──────── DATA PROVIDED ────────
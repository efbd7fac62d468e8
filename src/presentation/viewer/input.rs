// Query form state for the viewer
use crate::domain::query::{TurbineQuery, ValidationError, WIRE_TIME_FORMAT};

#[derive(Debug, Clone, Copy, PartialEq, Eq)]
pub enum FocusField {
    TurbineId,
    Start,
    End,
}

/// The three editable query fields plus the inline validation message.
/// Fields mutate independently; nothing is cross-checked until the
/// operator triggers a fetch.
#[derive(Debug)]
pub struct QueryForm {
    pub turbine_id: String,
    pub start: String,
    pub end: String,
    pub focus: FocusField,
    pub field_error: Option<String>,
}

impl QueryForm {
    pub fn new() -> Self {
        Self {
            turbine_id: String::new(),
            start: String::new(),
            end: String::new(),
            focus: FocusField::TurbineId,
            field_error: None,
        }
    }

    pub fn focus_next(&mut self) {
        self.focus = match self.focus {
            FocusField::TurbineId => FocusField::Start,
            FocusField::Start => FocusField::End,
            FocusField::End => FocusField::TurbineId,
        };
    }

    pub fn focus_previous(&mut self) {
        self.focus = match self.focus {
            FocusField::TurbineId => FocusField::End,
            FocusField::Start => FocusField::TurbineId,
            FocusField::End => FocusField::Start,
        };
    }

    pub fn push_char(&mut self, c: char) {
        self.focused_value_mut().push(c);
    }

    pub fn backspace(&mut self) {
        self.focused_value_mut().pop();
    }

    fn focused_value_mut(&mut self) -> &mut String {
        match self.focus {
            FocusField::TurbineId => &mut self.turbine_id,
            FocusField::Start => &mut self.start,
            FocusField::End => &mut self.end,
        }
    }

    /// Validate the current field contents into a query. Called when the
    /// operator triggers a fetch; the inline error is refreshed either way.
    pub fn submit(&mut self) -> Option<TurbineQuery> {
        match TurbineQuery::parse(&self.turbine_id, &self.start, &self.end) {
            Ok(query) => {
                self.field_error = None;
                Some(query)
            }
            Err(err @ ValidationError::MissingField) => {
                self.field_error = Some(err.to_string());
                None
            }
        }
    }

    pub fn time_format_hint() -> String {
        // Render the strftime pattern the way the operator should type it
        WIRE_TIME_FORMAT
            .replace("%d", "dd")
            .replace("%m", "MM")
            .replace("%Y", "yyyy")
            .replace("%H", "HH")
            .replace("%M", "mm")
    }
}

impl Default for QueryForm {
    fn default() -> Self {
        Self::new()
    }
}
────────
──────── DATA PROVIDED ────────
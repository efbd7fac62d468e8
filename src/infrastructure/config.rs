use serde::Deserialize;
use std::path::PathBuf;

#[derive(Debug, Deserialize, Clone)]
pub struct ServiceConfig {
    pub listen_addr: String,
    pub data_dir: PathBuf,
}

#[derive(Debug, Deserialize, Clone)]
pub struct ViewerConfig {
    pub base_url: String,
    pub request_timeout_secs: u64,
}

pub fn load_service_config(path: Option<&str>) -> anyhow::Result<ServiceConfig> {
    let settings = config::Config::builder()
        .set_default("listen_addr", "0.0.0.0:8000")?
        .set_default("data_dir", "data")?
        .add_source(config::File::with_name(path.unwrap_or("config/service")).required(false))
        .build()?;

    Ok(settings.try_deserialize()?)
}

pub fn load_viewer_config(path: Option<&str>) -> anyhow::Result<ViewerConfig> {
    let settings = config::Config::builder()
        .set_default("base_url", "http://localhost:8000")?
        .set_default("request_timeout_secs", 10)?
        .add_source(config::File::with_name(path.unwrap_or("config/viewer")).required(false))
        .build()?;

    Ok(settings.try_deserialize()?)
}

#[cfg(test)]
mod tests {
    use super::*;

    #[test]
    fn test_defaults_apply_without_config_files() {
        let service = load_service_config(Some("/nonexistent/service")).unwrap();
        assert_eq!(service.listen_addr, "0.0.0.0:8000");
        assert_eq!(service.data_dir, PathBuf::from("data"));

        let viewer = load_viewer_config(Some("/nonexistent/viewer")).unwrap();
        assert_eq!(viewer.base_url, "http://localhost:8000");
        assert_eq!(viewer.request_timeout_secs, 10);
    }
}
────────
Please show every line above that includes the word "triggers".

* EXERCISE ANSWER:
/// operator triggers a fetch.
    /// operator triggers a fetch; the inline error is refreshed either way.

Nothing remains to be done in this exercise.